One reflection after another. Each time growing more distorted, more diluted, more of a caricature.

*click* *whzzz*

“I…am…Draculéa. And I bid you welcome Mister Harker to my house.”

*click* The Count’s ghost-pale hand clenched slowly about the remote.

Children…of de niiight. Vhat a mess dey make!”

Dracula’s fingers squeezed, cracking the plastic.

Allow me to re-introduce myself. I am Count...Vladislaus…Dragoolya.”

*click*

"Vun apple! Two apple! THREE APPLE!! Vlah ah ahh!"

Finally, the remote control gave way, crushed to powder in the vampire’s iron-strong grip. He dropped it in his lap and sat staring at the television.

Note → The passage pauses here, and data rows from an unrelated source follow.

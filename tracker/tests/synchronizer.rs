use std::cell::RefCell;
use std::collections::{HashMap, HashSet};
use std::rc::Rc;

use chrono::{DateTime, Duration, FixedOffset, Utc};
use futures::channel::oneshot;
use futures::executor::block_on;

use model::{
    DateFilter, FixedClock, FleetError, LonLat, OrgID, PositionSample, RawVehicle, TimeWindow,
    TraceKind, VehicleFilter, VehicleID,
};
use tracker::{ApplyReport, Config, FetchError, FleetApi, LiveEvent, Phase, Synchronizer};

const NOW: &str = "2026-10-17T09:30:00-07:00";

fn now() -> DateTime<FixedOffset> {
    DateTime::parse_from_rfc3339(NOW).unwrap()
}

fn id(x: &str) -> VehicleID {
    VehicleID::new(x)
}

fn pt(lon: f64, lat: f64) -> LonLat {
    LonLat::new(lon, lat)
}

#[derive(Default)]
struct Backend {
    // None means the snapshot request fails
    vehicles: Option<Vec<RawVehicle>>,
    traces: HashMap<VehicleID, Vec<LonLat>>,
    failing: HashSet<VehicleID>,
    positions: HashMap<VehicleID, PositionSample>,
    // Trace fetches for these vehicles wait until the test resolves them
    gates: HashMap<VehicleID, oneshot::Receiver<Vec<LonLat>>>,
    trace_calls: Vec<(VehicleID, TimeWindow)>,
    distance_calls: usize,
}

#[derive(Clone, Default)]
struct FakeApi {
    backend: Rc<RefCell<Backend>>,
}

impl FakeApi {
    fn fleet(ids: &[&str]) -> Self {
        let api = FakeApi::default();
        {
            let mut backend = api.backend.borrow_mut();
            backend.vehicles = Some(
                ids.iter()
                    .map(|x| RawVehicle {
                        id: id(x),
                        org: Some("1".to_string()),
                        description: serde_json::Value::Null,
                        ipv4: None,
                        last_position: None,
                        cams: Vec::new(),
                    })
                    .collect(),
            );
            for (idx, x) in ids.iter().enumerate() {
                backend
                    .traces
                    .insert(id(x), vec![pt(idx as f64, 0.0), pt(idx as f64, 1.0)]);
            }
        }
        api
    }

    fn set_trace(&self, vehicle: &str, pts: Vec<LonLat>) {
        self.backend.borrow_mut().traces.insert(id(vehicle), pts);
    }

    fn fail(&self, vehicle: &str) {
        self.backend.borrow_mut().failing.insert(id(vehicle));
    }

    fn gate(&self, vehicle: &str) -> oneshot::Sender<Vec<LonLat>> {
        let (tx, rx) = oneshot::channel();
        self.backend.borrow_mut().gates.insert(id(vehicle), rx);
        tx
    }

    fn trace_calls(&self) -> Vec<(VehicleID, TimeWindow)> {
        self.backend.borrow().trace_calls.clone()
    }
}

fn server_error() -> FetchError {
    FetchError::Status {
        status: 500,
        message: "boom".to_string(),
    }
}

impl FleetApi for FakeApi {
    async fn fetch_vehicles(&self, _: &OrgID) -> Result<Vec<RawVehicle>, FetchError> {
        self.backend
            .borrow()
            .vehicles
            .clone()
            .ok_or_else(server_error)
    }

    async fn fetch_trace(
        &self,
        vehicle: &VehicleID,
        window: &TimeWindow,
    ) -> Result<Vec<LonLat>, FetchError> {
        let gate = {
            let mut backend = self.backend.borrow_mut();
            backend.trace_calls.push((vehicle.clone(), *window));
            backend.gates.remove(vehicle)
        };
        if let Some(gate) = gate {
            return gate
                .await
                .map_err(|_| FetchError::Transport("gate dropped".to_string()));
        }
        let backend = self.backend.borrow();
        if backend.failing.contains(vehicle) {
            return Err(server_error());
        }
        Ok(backend.traces.get(vehicle).cloned().unwrap_or_default())
    }

    async fn fetch_latest_position(
        &self,
        vehicle: &VehicleID,
    ) -> Result<Option<PositionSample>, FetchError> {
        Ok(self.backend.borrow().positions.get(vehicle).cloned())
    }

    async fn fetch_distance(
        &self,
        vehicle: &VehicleID,
        window: &TimeWindow,
    ) -> Result<Option<f64>, FetchError> {
        let mut backend = self.backend.borrow_mut();
        backend.distance_calls += 1;
        if backend.failing.contains(vehicle) {
            return Err(server_error());
        }
        // 100 meters per hour of the day
        let hour = window.begin.with_timezone(&now().timezone()).format("%H");
        Ok(Some(hour.to_string().parse::<f64>().unwrap() * 100.0))
    }

    async fn fetch_avg_distance(&self, window: &TimeWindow) -> Result<Option<f64>, FetchError> {
        let mut backend = self.backend.borrow_mut();
        backend.distance_calls += 1;
        let hour = window.begin.with_timezone(&now().timezone()).format("%H");
        if hour.to_string() == "12" {
            return Err(FetchError::Transport("timed out".to_string()));
        }
        Ok(Some(50.0))
    }
}

fn synchronizer(api: &FakeApi) -> Synchronizer<FakeApi, FixedClock> {
    Synchronizer::new(
        api.clone(),
        FixedClock::new(now()),
        Config::new("http://localhost:22080/api", "1"),
    )
    .unwrap()
}

fn initialized(api: &FakeApi) -> Synchronizer<FakeApi, FixedClock> {
    let mut sync = synchronizer(api);
    block_on(sync.initialize()).unwrap();
    sync
}

fn primary(sync: &Synchronizer<FakeApi, FixedClock>, vehicle: &str) -> Vec<LonLat> {
    sync.state()
        .unwrap()
        .trace(TraceKind::Primary, &id(vehicle))
        .unwrap()
        .points()
        .to_vec()
}

#[test]
fn initialize_loads_everything() {
    let api = FakeApi::fleet(&["10", "2", "3"]);
    api.backend.borrow_mut().positions.insert(
        id("2"),
        PositionSample {
            ts: "2026-10-17T16:29:30Z".to_string(),
            lon: 5.0,
            lat: 6.0,
        },
    );
    api.backend.borrow_mut().positions.insert(
        id("3"),
        PositionSample {
            ts: "yesterday".to_string(),
            lon: 7.0,
            lat: 8.0,
        },
    );
    let sync = initialized(&api);

    let ids: Vec<_> = sync.registry().unwrap().ids().cloned().collect();
    assert_eq!(ids, vec![id("2"), id("3"), id("10")]);

    let state = sync.state().unwrap();
    let utc_now = now().with_timezone(&Utc);
    let latest = state.latest(&id("2")).unwrap();
    assert_eq!(latest.pos, Some(pt(5.0, 6.0)));
    assert_eq!(latest.age_secs(utc_now), 30.0);
    let unreadable = state.latest(&id("3")).unwrap();
    assert_eq!(unreadable.pos, Some(pt(7.0, 8.0)));
    assert_eq!(unreadable.age(utc_now), Duration::days(365));
    assert_eq!(state.latest(&id("10")).unwrap().pos, None);

    // The initial primary trace covers the default 3 days
    assert_eq!(primary(&sync, "10"), vec![pt(0.0, 0.0), pt(0.0, 1.0)]);
    let calls = api.trace_calls();
    assert_eq!(calls.len(), 3);
    for (_, window) in calls {
        assert_eq!(window.ts_begin(), "2026-10-15T07:00:00.000Z");
        assert_eq!(window.end, utc_now);
    }
    assert_eq!(sync.phase(TraceKind::Primary), Phase::Idle);
}

#[test]
fn failed_snapshot_leaves_nothing_loaded() {
    let api = FakeApi::default();
    let mut sync = synchronizer(&api);
    assert!(block_on(sync.initialize()).is_err());
    assert!(sync.state().is_none());
    assert!(api.trace_calls().is_empty());
    assert_eq!(
        block_on(sync.select_days(5)).unwrap_err(),
        FleetError::Uninitialized
    );
}

#[test]
fn one_failure_does_not_block_the_rest() {
    let api = FakeApi::fleet(&["2", "3", "4"]);
    let mut sync = initialized(&api);
    let before = primary(&sync, "3");

    api.set_trace("2", vec![pt(9.0, 9.0)]);
    api.set_trace("4", vec![pt(8.0, 8.0)]);
    api.fail("3");
    let report = block_on(sync.select_days(7)).unwrap();

    assert_eq!(
        report,
        ApplyReport::Applied {
            updated: vec![id("2"), id("4")],
            failed: vec![(id("3"), server_error())],
        }
    );
    assert_eq!(primary(&sync, "2"), vec![pt(9.0, 9.0)]);
    assert_eq!(primary(&sync, "4"), vec![pt(8.0, 8.0)]);
    assert_eq!(primary(&sync, "3"), before);
    assert_eq!(sync.phase(TraceKind::Primary), Phase::Idle);
}

#[test]
fn stale_results_are_discarded() {
    let api = FakeApi::fleet(&["2", "3"]);
    let mut sync = initialized(&api);

    let slow = api.gate("2");
    let fast = api.gate("3");
    let first = sync.plan_vehicle(VehicleFilter::Single(id("2"))).unwrap();
    let second = sync.plan_vehicle(VehicleFilter::Single(id("3"))).unwrap();
    assert_eq!(sync.phase(TraceKind::Primary), Phase::FetchingSingle);

    let first = first.run(&api);
    let second = second.run(&api);

    fast.send(vec![pt(3.0, 3.0)]).unwrap();
    let second = block_on(second);
    assert!(matches!(
        sync.complete(second).unwrap(),
        ApplyReport::Applied { .. }
    ));

    // The older query finishes last, after the newer one was already applied
    slow.send(vec![pt(2.0, 2.0)]).unwrap();
    let first = block_on(first);
    assert_eq!(sync.complete(first).unwrap(), ApplyReport::Discarded);

    assert_eq!(primary(&sync, "3"), vec![pt(3.0, 3.0)]);
    assert_eq!(primary(&sync, "2"), vec![pt(0.0, 0.0), pt(0.0, 1.0)]);
    assert_eq!(sync.selection().vehicle, VehicleFilter::Single(id("3")));
}

#[test]
fn older_result_arriving_first_is_still_discarded() {
    let api = FakeApi::fleet(&["2", "3"]);
    let mut sync = initialized(&api);

    let first = sync.plan_days(5).unwrap();
    let second = sync.plan_days(7).unwrap();
    api.set_trace("2", vec![pt(7.0, 7.0)]);

    let first = block_on(first.run(&api));
    assert_eq!(sync.complete(first).unwrap(), ApplyReport::Discarded);
    assert_eq!(sync.phase(TraceKind::Primary), Phase::FetchingAll);

    let second = block_on(second.run(&api));
    assert!(matches!(
        sync.complete(second).unwrap(),
        ApplyReport::Applied { .. }
    ));
    assert_eq!(primary(&sync, "2"), vec![pt(7.0, 7.0)]);
    assert_eq!(sync.phase(TraceKind::Primary), Phase::Idle);
}

#[test]
fn day_count_change_resets_the_date() {
    let api = FakeApi::fleet(&["2"]);
    let mut sync = initialized(&api);
    let utc_now = now().with_timezone(&Utc);

    block_on(sync.select_date("2026-10-16".parse().unwrap())).unwrap();
    let subtrace = sync
        .state()
        .unwrap()
        .trace(TraceKind::Subtrace, &id("2"))
        .unwrap();
    assert_eq!(subtrace.len(), 2);

    let calls_before = api.trace_calls().len();
    block_on(sync.select_days(7)).unwrap();
    let calls = api.trace_calls();
    // Only the primary trace was refetched
    assert_eq!(calls.len(), calls_before + 1);
    let (_, window) = calls.last().unwrap();
    assert_eq!(window.ts_begin(), "2026-10-11T07:00:00.000Z");
    assert_eq!(window.end, utc_now);

    assert_eq!(sync.selection().days, 7);
    assert_eq!(sync.selection().date, DateFilter::Full);
    assert_eq!(sync.phase(TraceKind::Subtrace), Phase::Idle);
    assert_eq!(sync.date_choices().len(), 7);
}

#[test]
fn single_day_subtrace() {
    let api = FakeApi::fleet(&["2", "3"]);
    let mut sync = initialized(&api);
    block_on(sync.select_vehicle(VehicleFilter::Single(id("3")))).unwrap();

    api.set_trace("3", vec![pt(4.0, 4.0)]);
    let report = block_on(sync.select_date("2026-10-16".parse().unwrap())).unwrap();
    assert_eq!(
        report,
        ApplyReport::Applied {
            updated: vec![id("3")],
            failed: Vec::new(),
        }
    );

    let (vehicle, window) = api.trace_calls().last().cloned().unwrap();
    assert_eq!(vehicle, id("3"));
    assert_eq!(window.ts_begin(), "2026-10-16T07:00:00.000Z");
    assert_eq!(window.ts_end(), "2026-10-17T06:59:59.000Z");

    let state = sync.state().unwrap();
    assert_eq!(
        state.trace(TraceKind::Subtrace, &id("3")).unwrap().points(),
        &[pt(4.0, 4.0)]
    );
    // Picking a date cleared every subtrace first
    assert!(state.trace(TraceKind::Subtrace, &id("2")).unwrap().is_empty());
}

#[test]
fn unknown_vehicle_selection_is_rejected() {
    let api = FakeApi::fleet(&["2"]);
    let mut sync = initialized(&api);
    let calls = api.trace_calls().len();
    assert_eq!(
        block_on(sync.select_vehicle(VehicleFilter::Single(id("99")))).unwrap_err(),
        FleetError::NotFound(id("99"))
    );
    assert_eq!(sync.selection().vehicle, VehicleFilter::All);
    assert_eq!(api.trace_calls().len(), calls);
}

#[test]
fn live_events() {
    let api = FakeApi::fleet(&["2", "3"]);
    let mut sync = initialized(&api);

    let ev = LiveEvent {
        vehicle: id("2"),
        ts: "2026-10-17T16:30:00Z".to_string(),
        lon: 11.0,
        lat: 12.0,
    };
    assert!(sync.apply_live_event(&ev));
    let state = sync.state().unwrap();
    assert_eq!(primary(&sync, "2").last(), Some(&pt(11.0, 12.0)));
    assert_eq!(primary(&sync, "2").len(), 3);
    let latest = state.latest(&id("2")).unwrap();
    assert_eq!(latest.pos, Some(pt(11.0, 12.0)));
    assert_eq!(latest.age_secs(now().with_timezone(&Utc)), 0.0);

    let latest_before = latest.clone();
    let unknown = LiveEvent {
        vehicle: id("77"),
        ..ev
    };
    assert!(!sync.apply_live_event(&unknown));
    let state = sync.state().unwrap();
    assert_eq!(state.latest(&id("2")), Some(&latest_before));
    assert_eq!(state.latest(&id("3")).unwrap().pos, None);
    assert_eq!(primary(&sync, "2").len(), 3);
    assert_eq!(primary(&sync, "3").len(), 2);
    assert_eq!(state.registry().len(), 2);
}

#[test]
fn live_events_before_initialize_are_dropped() {
    let api = FakeApi::fleet(&["2"]);
    let mut sync = synchronizer(&api);
    let ev = LiveEvent {
        vehicle: id("2"),
        ts: NOW.to_string(),
        lon: 1.0,
        lat: 1.0,
    };
    assert!(!sync.apply_live_event(&ev));
}

#[test]
fn selection_changes_are_broadcast() {
    let api = FakeApi::fleet(&["2", "3"]);
    let mut sync = initialized(&api);
    let mut rx = sync.subscribe();

    block_on(sync.select_vehicle(VehicleFilter::Single(id("3")))).unwrap();
    block_on(sync.select_days(4)).unwrap();

    let first = rx.try_next().unwrap().unwrap();
    assert_eq!(first.vehicle, VehicleFilter::Single(id("3")));
    assert_eq!(first.days, 3);
    let second = rx.try_next().unwrap().unwrap();
    assert_eq!(second.days, 4);
    assert!(rx.try_next().is_err());

    // A dropped listener doesn't break later changes
    drop(rx);
    block_on(sync.select_days(5)).unwrap();
}

#[test]
fn projection_follows_selection() {
    let api = FakeApi::fleet(&["2", "3"]);
    let mut sync = initialized(&api);
    let projection = sync.projection().unwrap();
    assert!(projection.shows(&id("2")));
    assert!(projection.shows(&id("3")));

    block_on(sync.select_vehicle(VehicleFilter::Single(id("3")))).unwrap();
    let projection = sync.projection().unwrap();
    assert!(!projection.shows(&id("2")));
    assert!(projection.shows(&id("3")));
}

#[test]
fn hourly_report_for_one_vehicle() {
    let api = FakeApi::fleet(&["2"]);
    let sync = initialized(&api);
    let report = block_on(sync.hourly_report(
        VehicleFilter::Single(id("2")),
        "2026-10-16".parse().unwrap(),
    ));
    assert!(!report.today);
    assert_eq!(report.rows.len(), 15);
    assert_eq!(report.rows[0].hour, 6);
    assert_eq!(report.rows[0].speed, Some(600.0));
    assert_eq!(report.rows[14].hour, 20);
    assert_eq!(report.rows[14].speed, Some(2000.0));
    assert_eq!(api.backend.borrow().distance_calls, 15);
}

#[test]
fn hourly_report_keeps_going_past_failed_hours() {
    let api = FakeApi::fleet(&["2"]);
    let sync = initialized(&api);
    let report = block_on(sync.hourly_report(VehicleFilter::All, DateFilter::Full));
    assert!(report.today);
    assert_eq!(report.date, now().date_naive());
    for row in &report.rows {
        if row.hour == 12 {
            assert_eq!(row.speed, None);
        } else {
            assert_eq!(row.speed, Some(50.0));
        }
    }
    assert!(report.export_to_csv().unwrap().lines().count() > 15);
}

Joker, Poison Ivy, and Harley Quinn watched the Count’s stunned, blank face with bated breath. Whole minutes passed; Harley’s face was slowly turning blue from lack of oxygen. Still, Dracula didn’t move.

“…”

Lugosi, Carradine, Shreck, Lee, Oldman, Langella, Palance, Kinski, Roxburgh, Hamilton, Nielsen, the names and the faces - all claiming to be his - lay etched into the covers of the DVD collection scattered over the pillows around him. Decades of emulation, of glorification, of mockery.

“Count?” Ivy whispered in the silence, hesitant to break it.

“…heh.”

“I think he’s upset about the hair-buttocks.” Harley murmured in Joker’s ear.

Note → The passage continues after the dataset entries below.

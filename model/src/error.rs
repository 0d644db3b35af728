use thiserror::Error;

use crate::VehicleID;

/// Failures of the fleet state itself. Network failures live with the API client.
#[derive(Clone, Debug, PartialEq, Eq, Error)]
pub enum FleetError {
    /// An operation referenced a vehicle that isn't in the registry. The registry is populated
    /// once from the snapshot, so this means a caller is out of sync with it.
    #[error("unknown vehicle {0}")]
    NotFound(VehicleID),

    #[error("day count must be at least 1, got {0}")]
    InvalidDayCount(u32),

    /// The vehicle snapshot hasn't resolved yet, or it failed.
    #[error("fleet state isn't initialized")]
    Uninitialized,
}
use chrono::{DateTime, Utc};
use serde::{Deserialize, Serialize};

/// A WGS84 coordinate. On the wire this is a GeoJSON position, `[lon, lat]`.
#[derive(Clone, Copy, Debug, PartialEq, Serialize, Deserialize)]
#[serde(from = "[f64; 2]", into = "[f64; 2]")]
pub struct LonLat {
    pub lon: f64,
    pub lat: f64,
}

impl LonLat {
    pub fn new(lon: f64, lat: f64) -> Self {
        Self { lon, lat }
    }

    pub fn to_position(self) -> geojson::Position {
        vec![self.lon, self.lat]
    }
}

impl From<[f64; 2]> for LonLat {
    fn from(pair: [f64; 2]) -> Self {
        Self::new(pair[0], pair[1])
    }
}

impl From<LonLat> for [f64; 2] {
    fn from(pt: LonLat) -> Self {
        [pt.lon, pt.lat]
    }
}

/// One reported position of a vehicle.
#[derive(Clone, Debug, PartialEq, Serialize, Deserialize)]
pub struct PositionSample {
    /// ISO-8601, as reported
    pub ts: String,
    pub lon: f64,
    pub lat: f64,
}

impl PositionSample {
    pub fn pos(&self) -> LonLat {
        LonLat::new(self.lon, self.lat)
    }

    /// None if the timestamp can't be parsed
    pub fn timestamp(&self) -> Option<DateTime<Utc>> {
        parse_timestamp(&self.ts)
    }
}

pub(crate) fn parse_timestamp(ts: &str) -> Option<DateTime<Utc>> {
    DateTime::parse_from_rfc3339(ts.trim())
        .ok()
        .map(|dt| dt.with_timezone(&Utc))
}

/// The path of one vehicle over some time window, in the order it was driven. Only coordinates
/// are kept. Nothing is deduplicated and there's no upper bound on length.
#[derive(Clone, Debug, Default, PartialEq, Serialize, Deserialize)]
pub struct Trace {
    inner: Vec<LonLat>,
}

impl Trace {
    pub fn new(pts: Vec<LonLat>) -> Self {
        Self { inner: pts }
    }

    pub fn replace(&mut self, pts: Vec<LonLat>) {
        self.inner = pts;
    }

    pub fn push(&mut self, pt: LonLat) {
        self.inner.push(pt);
    }

    pub fn clear(&mut self) {
        self.inner.clear();
    }

    pub fn points(&self) -> &[LonLat] {
        &self.inner
    }

    pub fn last(&self) -> Option<LonLat> {
        self.inner.last().copied()
    }

    pub fn len(&self) -> usize {
        self.inner.len()
    }

    pub fn is_empty(&self) -> bool {
        self.inner.is_empty()
    }

    pub fn to_geometry(&self) -> geojson::Geometry {
        geojson::Geometry::new(geojson::Value::LineString(
            self.inner.iter().map(|pt| pt.to_position()).collect(),
        ))
    }
}
use std::collections::BTreeMap;

use chrono::{DateTime, Utc};
use serde::{Deserialize, Serialize};

use crate::trace::parse_timestamp;
use crate::{FleetError, VehicleID};

/// One record of the vehicle snapshot, as the backend returns it.
#[derive(Clone, Debug, Serialize, Deserialize)]
pub struct RawVehicle {
    #[serde(rename = "cid")]
    pub id: VehicleID,
    #[serde(rename = "oid", default)]
    pub org: Option<String>,
    #[serde(default)]
    pub description: serde_json::Value,
    #[serde(default)]
    pub ipv4: Option<String>,
    #[serde(rename = "pos", default)]
    pub last_position: Option<RawPosition>,
    #[serde(default)]
    pub cams: Vec<u32>,
}

#[derive(Clone, Debug, Serialize, Deserialize)]
pub struct RawPosition {
    pub ts: String,
    pub lon: f64,
    pub lat: f64,
}

/// How long ago a vehicle last reported, bucketed for display.
#[derive(Clone, Copy, Debug, PartialEq, Eq)]
pub enum Status {
    Active,
    IdleMinutes(i64),
    IdleHours(i64),
    IdleDays(i64),
    /// Also used when the last report time is missing or unreadable
    IdleLong,
}

const MINUTE_MS: i64 = 60 * 1000;
const HOUR_MS: i64 = 60 * MINUTE_MS;
const DAY_MS: i64 = 24 * HOUR_MS;

impl Status {
    /// Classifies from the time of the last report. The day count divides by five days, not one,
    /// so anything between 1 and 5 days reads as "0 days" or "1 days".
    pub fn from_last_report(last_report: Option<DateTime<Utc>>, now: DateTime<Utc>) -> Self {
        let age = match last_report {
            Some(ts) => (now - ts).num_milliseconds(),
            None => return Status::IdleLong,
        };
        if age < MINUTE_MS {
            Status::Active
        } else if age <= HOUR_MS {
            Status::IdleMinutes(age / MINUTE_MS)
        } else if age <= DAY_MS {
            Status::IdleHours(age / HOUR_MS)
        } else if age <= 5 * DAY_MS {
            Status::IdleDays(age / (5 * DAY_MS))
        } else {
            Status::IdleLong
        }
    }
}

impl std::fmt::Display for Status {
    fn fmt(&self, f: &mut std::fmt::Formatter) -> std::fmt::Result {
        match self {
            Status::Active => write!(f, "Active"),
            Status::IdleMinutes(n) => write!(f, "Idle for {} min", n),
            Status::IdleHours(n) => write!(f, "Idle for {} hours", n),
            Status::IdleDays(n) => write!(f, "Idle for {} days", n),
            Status::IdleLong => write!(f, "Idle for 5+ days"),
        }
    }
}

#[derive(Clone, Debug)]
pub struct Vehicle {
    pub id: VehicleID,
    /// Computed once, when the snapshot loads
    pub status: Status,
    pub cams: Vec<u32>,
}

/// The known vehicles, ordered by numeric id. Fixed once loaded; vehicles are never removed.
#[derive(Clone, Debug, Default)]
pub struct VehicleRegistry {
    vehicles: Vec<Vehicle>,
    index: BTreeMap<VehicleID, usize>,
}

impl VehicleRegistry {
    pub fn load(mut raw: Vec<RawVehicle>, now: DateTime<Utc>) -> Self {
        raw.sort_by(|a, b| a.id.numeric_cmp(&b.id));

        let mut registry = Self::default();
        for rec in raw {
            if registry.index.contains_key(&rec.id) {
                warn!("Vehicle {} appears twice in the snapshot, ignoring the repeat", rec.id);
                continue;
            }
            let last_report = rec
                .last_position
                .as_ref()
                .and_then(|pos| parse_timestamp(&pos.ts));
            registry.index.insert(rec.id.clone(), registry.vehicles.len());
            registry.vehicles.push(Vehicle {
                id: rec.id,
                status: Status::from_last_report(last_report, now),
                cams: rec.cams,
            });
        }
        registry
    }

    /// Like `load`, but only keeps vehicles in the allowlist. An empty allowlist keeps everything.
    pub fn load_filtered(raw: Vec<RawVehicle>, allowlist: &[VehicleID], now: DateTime<Utc>) -> Self {
        if allowlist.is_empty() {
            return Self::load(raw, now);
        }
        let raw = raw
            .into_iter()
            .filter(|rec| allowlist.contains(&rec.id))
            .collect();
        Self::load(raw, now)
    }

    pub fn vehicles(&self) -> &[Vehicle] {
        &self.vehicles
    }

    pub fn ids(&self) -> impl Iterator<Item = &VehicleID> {
        self.vehicles.iter().map(|v| &v.id)
    }

    pub fn len(&self) -> usize {
        self.vehicles.len()
    }

    pub fn is_empty(&self) -> bool {
        self.vehicles.is_empty()
    }

    pub fn contains(&self, id: &VehicleID) -> bool {
        self.index.contains_key(id)
    }

    pub fn position_of(&self, id: &VehicleID) -> Option<usize> {
        self.index.get(id).copied()
    }

    pub fn lookup(&self, id: &VehicleID) -> Result<usize, FleetError> {
        self.position_of(id)
            .ok_or_else(|| FleetError::NotFound(id.clone()))
    }

    pub fn get(&self, id: &VehicleID) -> Option<&Vehicle> {
        self.position_of(id).map(|idx| &self.vehicles[idx])
    }
}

“…heh…hm hm hmh.” Dracula lowered his head into his lap, and they couldn’t tell if he was actually about to break down in tears until they heard the muffled chuckling.

“Uh oh.”

Dracula threw his head back and peals of bitter, self-mocking laughter broke from his throat, to echo through the midnight sky.

“Heh,” chuckled the Joker, “I like him more already.”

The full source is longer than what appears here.